Newsweek and MSNBC had made the mistake of going "Full Liberal" and not
only is there a much smaller liberal audience, but that audience doesn't
really like naked liberalism. It would rather see its agenda dressed up
in mainstream colors than see it for what it really is. It may
occasionally dive into the partisan pool, but then it gets out again.
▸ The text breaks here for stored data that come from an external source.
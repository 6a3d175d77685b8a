//!
//! Fuel station dashboard service.
//! Reads configuration from TOML file (~/.config/fuelstation/config.toml).

use std::sync::Arc;

use tracing::{error, info, warn};

use fuelstation::domain::StationRepository;
use fuelstation::{
    create_router, default_config_path, AppConfig, AppState, DatabaseConfig,
    SeaOrmStationRepository,
};

#[tokio::main]
async fn main() -> Result<(), Box<dyn std::error::Error>> {
    // ── Load configuration ─────────────────────────────────────
    let config_path = std::env::var("STATION_CONFIG")
        .map(std::path::PathBuf::from)
        .unwrap_or_else(|_| default_config_path());
    let app_cfg = match AppConfig::load(&config_path) {
        Ok(cfg) => {
            // Initialize logging with configured level
            tracing_subscriber::fmt()
                .with_env_filter(
                    tracing_subscriber::EnvFilter::try_from_default_env()
                        .unwrap_or_else(|_| tracing_subscriber::EnvFilter::new(&cfg.logging.level)),
                )
                .init();
            info!("Configuration loaded from {}", config_path.display());
            cfg
        }
        Err(e) => {
            tracing_subscriber::fmt()
                .with_env_filter(tracing_subscriber::EnvFilter::new("info"))
                .init();
            error!("Failed to load config: {}. Using defaults.", e);
            AppConfig::default()
        }
    };

    info!("Starting fuel station dashboard service...");

    // ── Database facade ────────────────────────────────────────
    let db_config = DatabaseConfig {
        url: std::env::var("DATABASE_URL")
            .unwrap_or_else(|_| app_cfg.database.connection_url()),
    };
    info!("Database: {}", db_config.url);

    let repo: Arc<dyn StationRepository> = Arc::new(SeaOrmStationRepository::new(db_config));

    // Connectivity probe. The service still starts when the database is
    // down: views render empty with a warning until it comes back.
    if let Err(e) = repo.ping().await {
        warn!("Database unreachable at startup: {}", e);
    } else {
        info!("Database reachable");
    }

    // ── HTTP server ────────────────────────────────────────────
    let state = AppState::new(repo);
    let app = create_router(state);

    let addr = app_cfg.server.address();
    let listener = tokio::net::TcpListener::bind(&addr).await?;
    info!("Dashboard API listening on {}", addr);
    info!("Swagger UI available at http://{}/docs", addr);

    axum::serve(listener, app)
        .with_graceful_shutdown(shutdown_signal())
        .await?;

    info!("Server stopped");
    Ok(())
}

async fn shutdown_signal() {
    if let Err(e) = tokio::signal::ctrl_c().await {
        error!("Failed to listen for shutdown signal: {}", e);
        return;
    }
    info!("Shutdown signal received");
}
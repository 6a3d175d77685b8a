//! Flash-style notices
//!
//! Write operations answer with a redirect to `/`; the outcome rides the
//! redirect as query-string parameters (`kind`, `notice`) and the dashboard
//! view echoes it back to the presentation layer. This replaces the
//! session-cookie flash of a classic server-rendered dashboard without
//! introducing session state.

use axum::response::Redirect;
use serde::{Deserialize, Serialize};
use utoipa::{IntoParams, ToSchema};

/// Outcome class of a notice.
#[derive(Debug, Clone, Copy, PartialEq, Eq, Serialize, Deserialize, ToSchema)]
#[serde(rename_all = "lowercase")]
pub enum NoticeKind {
    Success,
    Error,
}

/// A one-shot, user-visible message about the previous operation.
#[derive(Debug, Clone, PartialEq, Serialize, Deserialize, ToSchema)]
pub struct Notice {
    pub kind: NoticeKind,
    pub message: String,
}

impl Notice {
    pub fn success(message: impl Into<String>) -> Self {
        Self {
            kind: NoticeKind::Success,
            message: message.into(),
        }
    }

    pub fn error(message: impl Into<String>) -> Self {
        Self {
            kind: NoticeKind::Error,
            message: message.into(),
        }
    }

    /// Encode as `kind=…&notice=…` for the redirect location.
    pub fn to_query(&self) -> String {
        let kind = match self.kind {
            NoticeKind::Success => "success",
            NoticeKind::Error => "error",
        };
        serde_urlencoded::to_string([("kind", kind), ("notice", self.message.as_str())])
            .unwrap_or_default()
    }

    /// The post-operation redirect back to the status view.
    pub fn redirect(&self) -> Redirect {
        Redirect::to(&format!("/?{}", self.to_query()))
    }
}

/// Query parameters the dashboard accepts to echo a notice back.
#[derive(Debug, Default, Deserialize, IntoParams)]
pub struct NoticeParams {
    /// Message carried over from the previous operation
    pub notice: Option<String>,
    /// "success" or "error"
    pub kind: Option<String>,
}

impl NoticeParams {
    pub fn into_notice(self) -> Option<Notice> {
        let message = self.notice?;
        let kind = match self.kind.as_deref() {
            Some("success") => NoticeKind::Success,
            _ => NoticeKind::Error,
        };
        Some(Notice { kind, message })
    }
}
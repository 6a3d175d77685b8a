//! Interface layer: the REST API.

pub mod http;
//! Health check handler

use std::time::Instant;

use axum::extract::State;
use axum::http::StatusCode;
use axum::Json;
use serde::Serialize;
use utoipa::ToSchema;

use crate::interfaces::http::router::AppState;

/// Service health response
#[derive(Debug, Serialize, ToSchema)]
pub struct HealthResponse {
    pub status: String,
    pub version: String,
    pub uptime_seconds: u64,
    pub database: ComponentHealth,
}

/// Component health status
#[derive(Debug, Serialize, ToSchema)]
pub struct ComponentHealth {
    pub status: String,
    #[serde(skip_serializing_if = "Option::is_none")]
    pub latency_ms: Option<u64>,
}

#[utoipa::path(
    get,
    path = "/health",
    tag = "Health",
    responses(
        (status = 200, description = "Service is healthy", body = HealthResponse),
        (status = 503, description = "Database is unreachable", body = HealthResponse)
    )
)]
pub async fn health_check(State(state): State<AppState>) -> (StatusCode, Json<HealthResponse>) {
    let uptime = state.started_at.elapsed().as_secs();

    let probe_start = Instant::now();
    let (database, status_code) = match state.repo.ping().await {
        Ok(()) => (
            ComponentHealth {
                status: "up".to_string(),
                latency_ms: Some(probe_start.elapsed().as_millis() as u64),
            },
            StatusCode::OK,
        ),
        Err(_) => (
            ComponentHealth {
                status: "down".to_string(),
                latency_ms: None,
            },
            StatusCode::SERVICE_UNAVAILABLE,
        ),
    };

    let overall = if status_code == StatusCode::OK {
        "healthy"
    } else {
        "degraded"
    };
    (
        status_code,
        Json(HealthResponse {
            status: overall.to_string(),
            version: env!("CARGO_PKG_VERSION").to_string(),
            uptime_seconds: uptime,
            database,
        }),
    )
}
pub mod dashboard;
pub mod health;
pub mod reports;
pub mod sales;
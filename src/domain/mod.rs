//! Domain layer: entities, commands, errors and the repository seam.

pub mod error;
pub mod models;
pub mod repository;

pub use error::{DomainError, DomainResult};
pub use models::{
    BigSpender, DashboardData, FuelPrice, FuelRevenue, ReportsData, RestockCommand, SaleCommand,
    SaleRecord, Tank,
};
pub use repository::StationRepository;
Conservative media outlets exist as alternatives to a dishonestly
liberal media establishment. But what can liberal media outlets exist as
alternatives to? All they can do is speak openly about the agenda that
their big brothers choose to pass off as mainstream activism and when
you already control the dialogue, there's not much of a percentage in
sudden bouts of honesty.
The liberal agenda relies on manipulation and deception. It can sell
quite well so long as no one knows what they're buying. But label the
product with the liberal brand and it stays on the shelves. New media
bastions of liberalism camouflage themselves with trash. They talk
politics without letting on that they're talking about politics because
that admission is the death knell of everything.
Liberalism's
disproportionate influence depends on not being identified for what it
is. That is why it is so panicked by right wing talk show hosts, not
because of their rhetoric, but because they identify a clear political
struggle between two political agendas and categorize both sides. And
that forces the recognition that there are two sides, disrupting the
illusion of anchormen and editors as objective observers and narrators
of America.
What media liberals fear most isn't the right, it's being exposed as the
left. It's not so much what FOX News says, as its very existence that
is threatening, because once viewers become aware that FOX represents
the right, then, even if they don't agree with it, they have to come
around to the conclusion that there is another side and that the media
embodies that other side.
Liberalism is marginal, as is MSNBC's audience. Media outlets like
Newsweek and MSNBC that go full liberal die. And that lesson has
terrible implications for liberal power as a whole.